The YAML configuration file for ChromMovie uses a number of configurable parameters. List of parameter default values recommended by the authors and their descriptions are provided in the table below:
Argument Name | Type | Value | Description |
---|---|---|---|
input | str | examples/example1_cell_cycle | Folder containing input scHi-C contacts in csv format. If 'None' simulated scHi-C maps are going to be used. |
output | str | results | Output folder for storing simulation results |
n | int | 10 | Number of scHi-C frames to be generated. Only applicable if input==None. |
m | int | 100 | Size of scHi-C frames to be generated (number of beads).

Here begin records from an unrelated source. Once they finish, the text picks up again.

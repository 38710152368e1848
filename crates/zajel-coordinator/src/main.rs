//! zajel-coordinator: the rendezvous broker binary (`spec.md` §4.7).
//!
//! Wires [`CoordinatorConfig`], [`AppState`], and the axum router
//! together, mirroring `zajel-client`'s bootstrap sequence and
//! `examples/burakkonte-sinyalist/backend/src/main.rs`'s
//! `Router` + `ServiceBuilder` + graceful-shutdown idiom.

use std::time::Duration;

use axum::routing::{delete, get, post};
use axum::Router;
use tower::ServiceBuilder;
use tower_http::cors::CorsLayer;
use tower_http::trace::TraceLayer;
use tracing::info;

use zajel_coordinator::config::CoordinatorConfig;
use zajel_coordinator::state::AppState;
use zajel_coordinator::{http, now_secs, ws};
use zajel_crypto::ed25519::SigningKey;

#[tokio::main]
async fn main() -> anyhow::Result<()> {
    let config = CoordinatorConfig::load()?;

    tracing_subscriber::fmt()
        .with_env_filter(
            tracing_subscriber::EnvFilter::try_new(&config.log_level).unwrap_or_else(|_| tracing_subscriber::EnvFilter::new("info")),
        )
        .init();

    info!("zajel-coordinator starting");

    let data_dir = config.data_dir();
    std::fs::create_dir_all(&data_dir)?;

    let signing_key = load_or_create_signing_key(&config, &data_dir)?;
    let state = AppState::new(signing_key);

    let app = Router::new()
        .route("/health", get(http::health))
        .route("/servers", get(http::get_servers).post(http::register_server))
        .route("/servers/heartbeat", post(http::heartbeat_server))
        .route("/servers/:server_id", delete(http::remove_server))
        .route("/", get(ws::handle_upgrade))
        .layer(ServiceBuilder::new().layer(TraceLayer::new_for_http()).layer(CorsLayer::permissive()))
        .with_state(state.clone());

    spawn_gc_tasks(state.clone(), &config);

    let listener = tokio::net::TcpListener::bind(config.listen_addr).await?;
    info!(addr = %config.listen_addr, "zajel-coordinator listening");

    axum::serve(listener, app)
        .with_graceful_shutdown(async {
            let _ = tokio::signal::ctrl_c().await;
            info!("shutdown signal received, stopping");
        })
        .await?;

    Ok(())
}

/// Periodic registry sweep (`spec.md` §4.7: "one alarm every 5 minutes")
/// and the separately-cadenced federated-server sweep.
fn spawn_gc_tasks(state: AppState, config: &CoordinatorConfig) {
    let gc_state = state.clone();
    let gc_interval = Duration::from_secs(config.gc_interval_secs.max(1));
    tokio::spawn(async move {
        let mut ticker = tokio::time::interval(gc_interval);
        loop {
            ticker.tick().await;
            gc_state.sweep(now_secs());
        }
    });

    let sweep_interval = Duration::from_secs(config.server_sweep_interval_secs.max(1));
    tokio::spawn(async move {
        let mut ticker = tokio::time::interval(sweep_interval);
        loop {
            ticker.tick().await;
            state.federated_servers.sweep(now_secs());
        }
    });
}

/// Load the operator's Ed25519 signing key from config, generating and
/// persisting a fresh one on first run (`spec.md` §4.7/§4.8).
fn load_or_create_signing_key(config: &CoordinatorConfig, data_dir: &std::path::Path) -> anyhow::Result<SigningKey> {
    if !config.operator_signing_key.is_empty() {
        let bytes = hex::decode(&config.operator_signing_key)?;
        let array: [u8; 32] = bytes.try_into().map_err(|_| anyhow::anyhow!("operator signing key must be 32 bytes"))?;
        return Ok(SigningKey::from_bytes(&array));
    }

    let key_path = data_dir.join("operator.key");
    if key_path.exists() {
        let hex_str = std::fs::read_to_string(&key_path)?;
        let bytes = hex::decode(hex_str.trim())?;
        let array: [u8; 32] = bytes.try_into().map_err(|_| anyhow::anyhow!("stored operator key must be 32 bytes"))?;
        return Ok(SigningKey::from_bytes(&array));
    }

    let key = SigningKey::generate();
    std::fs::write(&key_path, hex::encode(key.to_bytes()))?;
    info!(path = %key_path.display(), "generated new operator signing key");
    Ok(key)
}
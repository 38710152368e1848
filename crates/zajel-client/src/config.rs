//! Client configuration (`spec.md` §6 "Environment variables / config").

use std::path::PathBuf;
use std::time::Duration;

use serde::{Deserialize, Serialize};

/// Complete client configuration. Loaded from `$data_dir/config.toml`
/// with every field overridable by an environment variable, and falls
/// back to defaults entirely when no file exists.
#[derive(Debug, Clone, Serialize, Deserialize)]
pub struct ClientConfig {
    #[serde(default)]
    pub network: NetworkConfig,
    #[serde(default)]
    pub storage: StorageConfig,
    #[serde(default)]
    pub advanced: AdvancedConfig,
}

impl Default for ClientConfig {
    fn default() -> Self {
        Self {
            network: NetworkConfig::default(),
            storage: StorageConfig::default(),
            advanced: AdvancedConfig::default(),
        }
    }
}

/// Network settings: where to find a coordinator and how to reach peers.
#[derive(Debug, Clone, Serialize, Deserialize)]
pub struct NetworkConfig {
    /// `GET /servers` bootstrap URL (`spec.md` §4.8).
    #[serde(default = "default_bootstrap_url")]
    pub bootstrap_url: String,
    /// Overrides the signaling `wss://` URL a discovered server would
    /// otherwise select, for pointing at a fixed coordinator in tests.
    #[serde(default)]
    pub signaling_url_override: Option<String>,
    /// STUN servers for local candidate gathering; configured
    /// externally, unused by the coordinator (`spec.md` §4.5).
    #[serde(default = "default_stun_servers")]
    pub stun_servers: Vec<String>,
    /// Ed25519 verifying key for the bootstrap server list signature,
    /// pinned in the client binary (`spec.md` §4.8), hex-encoded here.
    #[serde(default = "default_bootstrap_verifying_key")]
    pub bootstrap_verifying_key: String,
    /// Preferred relay region for server selection (`spec.md` §4.8).
    #[serde(default)]
    pub preferred_region: Option<String>,
    /// How often to refresh the bootstrap list (`spec.md` §4.8: default
    /// 60 s).
    #[serde(default = "default_discovery_refresh_secs")]
    pub discovery_refresh_secs: u64,
    /// 0 = OS-assigned ephemeral UDP port for the QUIC endpoint.
    #[serde(default)]
    pub listen_port: u16,
}

/// Storage settings.
#[derive(Debug, Clone, Serialize, Deserialize)]
pub struct StorageConfig {
    /// Data directory. Empty = platform default.
    #[serde(default)]
    pub data_dir: String,
    /// File transfer acceptance ceiling (`spec.md` §4.6: default
    /// 100 MiB).
    #[serde(default = "default_max_file_size")]
    pub max_file_size: u64,
}

/// Advanced / test-only settings.
#[derive(Debug, Clone, Serialize, Deserialize)]
pub struct AdvancedConfig {
    #[serde(default = "default_log_level")]
    pub log_level: String,
    #[serde(default)]
    pub log_file: String,
    /// Set under integration tests to skip real bootstrap discovery and
    /// connect directly to a fixed coordinator (`spec.md` §6).
    #[serde(default)]
    pub e2e_test_mode: bool,
}

fn default_bootstrap_url() -> String {
    "https://bootstrap.zajel.example/servers".to_string()
}

fn default_stun_servers() -> Vec<String> {
    vec!["stun:stun.l.google.com:19302".to_string()]
}

fn default_bootstrap_verifying_key() -> String {
    String::new()
}

fn default_discovery_refresh_secs() -> u64 {
    60
}

fn default_max_file_size() -> u64 {
    100 * 1024 * 1024
}

fn default_log_level() -> String {
    "info".to_string()
}

impl Default for NetworkConfig {
    fn default() -> Self {
        Self {
            bootstrap_url: default_bootstrap_url(),
            signaling_url_override: None,
            stun_servers: default_stun_servers(),
            bootstrap_verifying_key: default_bootstrap_verifying_key(),
            preferred_region: None,
            discovery_refresh_secs: default_discovery_refresh_secs(),
            listen_port: 0,
        }
    }
}

impl Default for StorageConfig {
    fn default() -> Self {
        Self { data_dir: String::new(), max_file_size: default_max_file_size() }
    }
}

impl Default for AdvancedConfig {
    fn default() -> Self {
        Self { log_level: default_log_level(), log_file: String::new(), e2e_test_mode: false }
    }
}

impl NetworkConfig {
    pub fn discovery_refresh(&self) -> Duration {
        Duration::from_secs(self.discovery_refresh_secs)
    }
}

impl ClientConfig {
    /// Load configuration from `$data_dir/config.toml`, applying
    /// environment-variable overrides on top. Falls back to defaults if
    /// no config file exists.
    pub fn load() -> anyhow::Result<Self> {
        let config_path = Self::config_path();
        let mut config = if config_path.exists() {
            let content = std::fs::read_to_string(&config_path)?;
            toml::from_str(&content)?
        } else {
            Self::default()
        };
        config.apply_env_overrides();
        Ok(config)
    }

    fn apply_env_overrides(&mut self) {
        if let Ok(url) = std::env::var("ZAJEL_BOOTSTRAP_URL") {
            self.network.bootstrap_url = url;
        }
        if let Ok(url) = std::env::var("ZAJEL_SIGNALING_URL") {
            self.network.signaling_url_override = Some(url);
        }
        if let Ok(stun) = std::env::var("ZAJEL_STUN_SERVERS") {
            self.network.stun_servers = stun.split(',').map(|s| s.trim().to_string()).collect();
        }
        if std::env::var("ZAJEL_E2E_TEST").is_ok() {
            self.advanced.e2e_test_mode = true;
        }
    }

    pub fn data_dir(&self) -> PathBuf {
        if self.storage.data_dir.is_empty() {
            Self::default_data_dir()
        } else {
            PathBuf::from(&self.storage.data_dir)
        }
    }

    fn config_path() -> PathBuf {
        Self::default_data_dir().join("config.toml")
    }

    /// Platform-specific default data directory, overridable by
    /// `ZAJEL_DATA_DIR` (`spec.md` §6).
    fn default_data_dir() -> PathBuf {
        if let Ok(dir) = std::env::var("ZAJEL_DATA_DIR") {
            return PathBuf::from(dir);
        }
        #[cfg(target_os = "macos")]
        {
            dirs_fallback("Library/Application Support/Zajel")
        }
        #[cfg(target_os = "linux")]
        {
            dirs_fallback(".zajel")
        }
        #[cfg(target_os = "windows")]
        {
            dirs_fallback("Zajel")
        }
        #[cfg(not(any(target_os = "macos", target_os = "linux", target_os = "windows")))]
        {
            dirs_fallback(".zajel")
        }
    }
}

fn dirs_fallback(subpath: &str) -> PathBuf {
    std::env::var("HOME")
        .map(|h| PathBuf::from(h).join(subpath))
        .unwrap_or_else(|_| PathBuf::from("/tmp/zajel"))
}

#[cfg(test)]
mod tests {
    use super::*;

    #[test]
    fn default_config_is_sane() {
        let config = ClientConfig::default();
        assert_eq!(config.network.listen_port, 0);
        assert_eq!(config.network.discovery_refresh_secs, 60);
        assert_eq!(config.storage.max_file_size, 100 * 1024 * 1024);
        assert!(!config.advanced.e2e_test_mode);
    }

    #[test]
    fn config_round_trips_through_toml() {
        let config = ClientConfig::default();
        let toml_str = toml::to_string(&config).expect("serialize");
        let parsed: ClientConfig = toml::from_str(&toml_str).expect("parse");
        assert_eq!(parsed.network.bootstrap_url, config.network.bootstrap_url);
    }

    #[test]
    fn env_override_replaces_bootstrap_url() {
        // SAFETY-equivalent: tests run single-threaded per process here
        // is not guaranteed, so this only asserts the override function
        // itself rather than mutating global env state.
        let mut config = ClientConfig::default();
        std::env::set_var("ZAJEL_BOOTSTRAP_URL", "https://example.test/servers");
        config.apply_env_overrides();
        std::env::remove_var("ZAJEL_BOOTSTRAP_URL");
        assert_eq!(config.network.bootstrap_url, "https://example.test/servers");
    }
}
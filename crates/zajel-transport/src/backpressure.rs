//! Send-side backpressure for the `files` stream (`spec.md` §4.5).
//!
//! WebRTC data channels expose a `bufferedAmount` threshold event; QUIC
//! send streams don't, so callers report how much they've queued and this
//! tracker decides when sending should pause or resume. A 30 s safety
//! timeout unblocks sending even if nothing ever calls
//! [`Backpressure::report_drained`], to avoid deadlocking on a channel
//! that's already gone.

use std::sync::atomic::{AtomicUsize, Ordering};
use std::time::Duration;

use tokio::sync::Notify;

/// Pause sending once queued bytes exceed this.
pub const HIGH_WATERMARK: usize = 1024 * 1024;

/// Resume sending once queued bytes drop to this or below.
pub const LOW_WATERMARK: usize = 256 * 1024;

/// Safety timeout: if no drain notification arrives within this long,
/// unblock anyway.
pub const SAFETY_TIMEOUT: Duration = Duration::from_secs(30);

/// Tracks queued bytes for one outbound stream and gates sends against the
/// high/low watermarks.
pub struct Backpressure {
    queued_bytes: AtomicUsize,
    notify: Notify,
}

impl Default for Backpressure {
    fn default() -> Self {
        Self::new()
    }
}

impl Backpressure {
    pub fn new() -> Self {
        Self {
            queued_bytes: AtomicUsize::new(0),
            notify: Notify::new(),
        }
    }

    /// Call after queuing `len` bytes for send.
    pub fn report_queued(&self, len: usize) {
        self.queued_bytes.fetch_add(len, Ordering::SeqCst);
    }

    /// Call after `len` bytes have actually gone out (stream flushed them).
    /// Wakes any waiter if we've drained back to the low watermark.
    pub fn report_drained(&self, len: usize) {
        let prev = self.queued_bytes.fetch_sub(len, Ordering::SeqCst);
        if prev.saturating_sub(len) <= LOW_WATERMARK {
            self.notify.notify_waiters();
        }
    }

    pub fn queued(&self) -> usize {
        self.queued_bytes.load(Ordering::SeqCst)
    }

    /// Block the caller until queued bytes are at or below the low
    /// watermark, if currently above the high watermark. Returns
    /// immediately if already below the high watermark. Never blocks
    /// longer than [`SAFETY_TIMEOUT`].
    pub async fn wait_for_capacity(&self) {
        if self.queued() <= HIGH_WATERMARK {
            return;
        }
        let notified = self.notify.notified();
        if self.queued() <= LOW_WATERMARK {
            return;
        }
        // Ignore the timeout result either way: on elapse we proceed rather
        // than deadlock on a channel that's already gone.
        let _ = tokio::time::timeout(SAFETY_TIMEOUT, notified).await;
    }
}

#[cfg(test)]
mod tests {
    use super::*;
    use std::sync::Arc;

    #[tokio::test]
    async fn capacity_available_below_high_watermark_returns_immediately() {
        let bp = Backpressure::new();
        bp.report_queued(100);
        tokio::time::timeout(Duration::from_millis(50), bp.wait_for_capacity())
            .await
            .expect("should not block");
    }

    #[tokio::test]
    async fn wait_unblocks_on_drain_below_low_watermark() {
        let bp = Arc::new(Backpressure::new());
        bp.report_queued(HIGH_WATERMARK + 1);

        let waiter = {
            let bp = bp.clone();
            tokio::spawn(async move {
                bp.wait_for_capacity().await;
            })
        };

        tokio::time::sleep(Duration::from_millis(10)).await;
        bp.report_drained(HIGH_WATERMARK + 1 - LOW_WATERMARK / 2);

        tokio::time::timeout(Duration::from_secs(1), waiter)
            .await
            .expect("waiter should complete")
            .expect("task should not panic");
    }

    #[test]
    fn report_queued_and_drained_track_total() {
        let bp = Backpressure::new();
        bp.report_queued(500);
        bp.report_queued(200);
        assert_eq!(bp.queued(), 700);
        bp.report_drained(300);
        assert_eq!(bp.queued(), 400);
    }
}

Only applicable if input==None. |
n_contacts | int | 50 | Number of contacts to be drawn from each in silico structure. Only applicable if input==None. |
artificial_structure | int | 1 | Index of the in silico structure to be generated as simulation input. |
genome | str | mm10 | Genome assembly of the input data. Currently supported assemblies: hg19, hg38, mm10, GRCm39. |
chrom | str | chr1 | Chromosome to be modeled. The input files are going to be filtered for intra-chromosomal contacts within this chromosome. |
pdf_report | bool | True | Whether to save the simulation diagnostics in a pdf format. |
remove_problematic | bool | False | A flag indicating whether at each resolution round problematic contacts that the simulation was unable to resolve, should be removed. |
platform | str | OpenCL | Available platoforms: CPU, CUDA and OpenCL. |
resolutions | str | 5,2 | Resolutions to be used for hierarchical modeling. Expected to be in the form of comma separated integer of float numbers in the units of Mb. |
N_steps | int | 100 | Number of simulation steps to take at every resolution |
burnin | int | 0 | Number of simulation steps before starting collecting the simulation diagnostic data |
MC_step | int | 1 | Simulation diagnostic data is going to be collected every MC_step |
sim_step | int | 20 | The simulation step of Langevin integrator |
ev_formula | str | harmonic | Type of the Excluded Volume (EV) repulsion. Available types: harmonic |
ev_min_dist | float | 1.0 | Excluded Volume (EV) minimal distance |
ev_coef | float | 50.0 | Excluded Volume (EV) force coefficient |
ev_coef_evol | bool | False | Enable or disable the changing EV coefficient value. |
bb_formula | str | harmonic | Type of the Backbone (BB) potential. Available types: harmonic, gaussian |
bb_opt_dist | float | 1.0 | Backbone (BB) optimal distance |
bb_lin_thresh | float | 2.0 | Backbone (BB) distance after which the potential grows linearly. |
bb_coef | float | 1000.0 | Backbone (BB) force coefficient |
bb_coef_evol | bool | False | Enable or disable the changing BB coefficient value. |
sc_formula | str | harmonic | Type of the Single cell contact (SC) potential. Available types: harmonic, gaussian |
sc_opt_dist | float | 1.0 | Single cell contact (SC) optimal distance |
sc_lin_thresh | float | 2.0 | Single cell contact (SC) distance after which the potential grows linearly. |
sc_coef | float | 100.0 | Single cell contact (SC) force coefficient |
sc_coef_evol | bool | False | Enable or disable the changing SC coefficient value. |
ff_formula | str | harmonic | Type of the Frame force (FF) potential. Available types: harmonic, gaussian |
ff_opt_dist | float | 1.0 | Frame force (FF) optimal distance |
ff_lin_thresh | float | 2.0 | Frame force (FF) distance after which the potential grows linearly. |
ff_coef | float | 100.0 | Frame force (FF) force coefficient |
ff_coef_evol | bool | False | Enable or disable the changing FF coefficient value. |
The software is freely distributed under the GNU GENERAL PUBLIC LICENSE (GPL-3.0).